## INSTRUCTIONS FOR THE TASK
Instruction for the entries that follow: retype exactly the lines from the line with "let line = frame.payload_str().unwrap().to_string();" to the line with "async fn test_closed_channel_fails_without_submitting()", both included, and omit all others.
(RECORDS TO PROCESS Opens)
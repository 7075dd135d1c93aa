//! Request/response dispatch over a transport channel.

use futures::future::{self, BoxFuture, FutureExt};
use log::debug;
use std::sync::Arc;

use crate::channel::TransportChannel;
use crate::error::{Error, Result};
use crate::frame::{Frame, FrameKind};
use crate::protocol::{Command, Response};

/// Command execution, as seen by the client.
#[cfg_attr(test, mockall::automock)]
pub trait Dispatcher: Send + Sync {
    fn execute(&self, command: Command) -> BoxFuture<'static, Result<Response>>;
}

/// Turns commands into request frames and decodes the replies.
///
/// Holds no per-request state of its own: the pending replies live in the
/// channel, keyed by the correlation id allocated here. No retries.
pub struct CommandManager {
    channel: Arc<TransportChannel>,
}

impl CommandManager {
    pub fn new(channel: Arc<TransportChannel>) -> Self {
        Self { channel }
    }
}

fn decode_reply(reply: Frame) -> Result<Response> {
    match reply.kind {
        FrameKind::Response => Response::parse(reply.payload_str()?),
        FrameKind::Error => Err(Error::protocol(
            String::from_utf8_lossy(&reply.payload).into_owned(),
        )),
        other => Err(Error::invalid_response(format!(
            "unexpected {:?} frame in reply to a command",
            other
        ))),
    }
}

impl Dispatcher for CommandManager {
    fn execute(&self, command: Command) -> BoxFuture<'static, Result<Response>> {
        if self.channel.is_closed() {
            return future::ready(Err(Error::connection_closed(format!(
                "channel to {} is closed",
                self.channel.peer()
            ))))
            .boxed();
        }
        let id = self.channel.next_correlation_id();
        debug!("Dispatching {} as request {}", command.name(), id);
        let frame = Frame::request(id, command.encode().into_bytes());
        let channel = Arc::clone(&self.channel);
        async move { decode_reply(channel.send(frame).await?) }.boxed()
    }
}

#[cfg(test)]
mod tests {
    use super::*;
    use crate::frame::{read_frame, write_frame, FrameCodec};
    use crate::resource::SharedResource;
    use tokio::io::DuplexStream;
    use tokio::runtime::Handle;

    fn dispatcher() -> (Arc<TransportChannel>, CommandManager, DuplexStream) {
        let resource = SharedResource::from_handle(Handle::current());
        let (client, server) = tokio::io::duplex(4096);
        let channel =
            TransportChannel::from_stream(client, "test", FrameCodec::Cbor, &resource).unwrap();
        let manager = CommandManager::new(Arc::clone(&channel));
        (channel, manager, server)
    }

    async fn reply_once(server: &mut DuplexStream, kind: FrameKind, payload: &str) -> String {
        let frame = read_frame(server, FrameCodec::Cbor).await.unwrap().unwrap();
        assert_eq!(frame.kind, FrameKind::Request);
        let line = frame.payload_str().unwrap().to_string();
        let reply = Frame::new(frame.id, kind, payload.as_bytes().to_vec());
        write_frame(server, FrameCodec::Cbor, &reply).await.unwrap();
        line
    }

    #[tokio::test]
    async fn test_execute_sends_encoded_command() {
        let (_channel, manager, mut server) = dispatcher();
        let command = Command::Set { key: "k".into(), value: "v w".into() };

        let (response, line) = tokio::join!(
            manager.execute(command),
            reply_once(&mut server, FrameKind::Response, "OK\r\n")
        );
        assert_eq!(line, "SET k v w");
        assert_eq!(response.unwrap(), Response::Ok);
    }

    #[tokio::test]
    async fn test_error_frame_becomes_protocol_error() {
        let (_channel, manager, mut server) = dispatcher();
        let (response, _) = tokio::join!(
            manager.execute(Command::Increment { key: "name".into(), amount: None }),
            reply_once(&mut server, FrameKind::Error, "value is not an integer")
        );
        assert!(matches!(
            response,
            Err(Error::Protocol { ref message }) if message == "value is not an integer"
        ));
    }

    #[tokio::test]
    async fn test_closed_channel_fails_without_submitting() {
        let (channel, manager, mut server) = dispatcher();
        channel.close();

        let err = manager.execute(Command::Ping).await.unwrap_err();
        assert!(matches!(err, Error::ConnectionClosed { .. }));

        // Nothing reached the wire
        let next = read_frame(&mut server, FrameCodec::Cbor).await.unwrap();
        assert!(next.is_none());
    }

    #[tokio::test]
    async fn test_close_fails_outstanding_requests() {
        let (channel, manager, _server) = dispatcher();
        let pending = tokio::spawn(manager.execute(Command::Get { key: "k".into() }));
        tokio::task::yield_now().await;
        channel.close();

        let err = pending.await.unwrap().unwrap_err();
        assert!(matches!(err, Error::ConnectionClosed { .. }));
    }
}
(RECORDS TO PROCESS Closes)
## SOLUTION TO THE PROBLEM
        let line = frame.payload_str().unwrap().to_string();
        let reply = Frame::new(frame.id, kind, payload.as_bytes().to_vec());
        write_frame(server, FrameCodec::Cbor, &reply).await.unwrap();
        line
    }

    #[tokio::test]
    async fn test_execute_sends_encoded_command() {
        let (_channel, manager, mut server) = dispatcher();
        let command = Command::Set { key: "k".into(), value: "v w".into() };

        let (response, line) = tokio::join!(
            manager.execute(command),
            reply_once(&mut server, FrameKind::Response, "OK\r\n")
        );
        assert_eq!(line, "SET k v w");
        assert_eq!(response.unwrap(), Response::Ok);
    }

    #[tokio::test]
    async fn test_error_frame_becomes_protocol_error() {
        let (_channel, manager, mut server) = dispatcher();
        let (response, _) = tokio::join!(
            manager.execute(Command::Increment { key: "name".into(), amount: None }),
            reply_once(&mut server, FrameKind::Error, "value is not an integer")
        );
        assert!(matches!(
            response,
            Err(Error::Protocol { ref message }) if message == "value is not an integer"
        ));
    }

    #[tokio::test]
    async fn test_closed_channel_fails_without_submitting() {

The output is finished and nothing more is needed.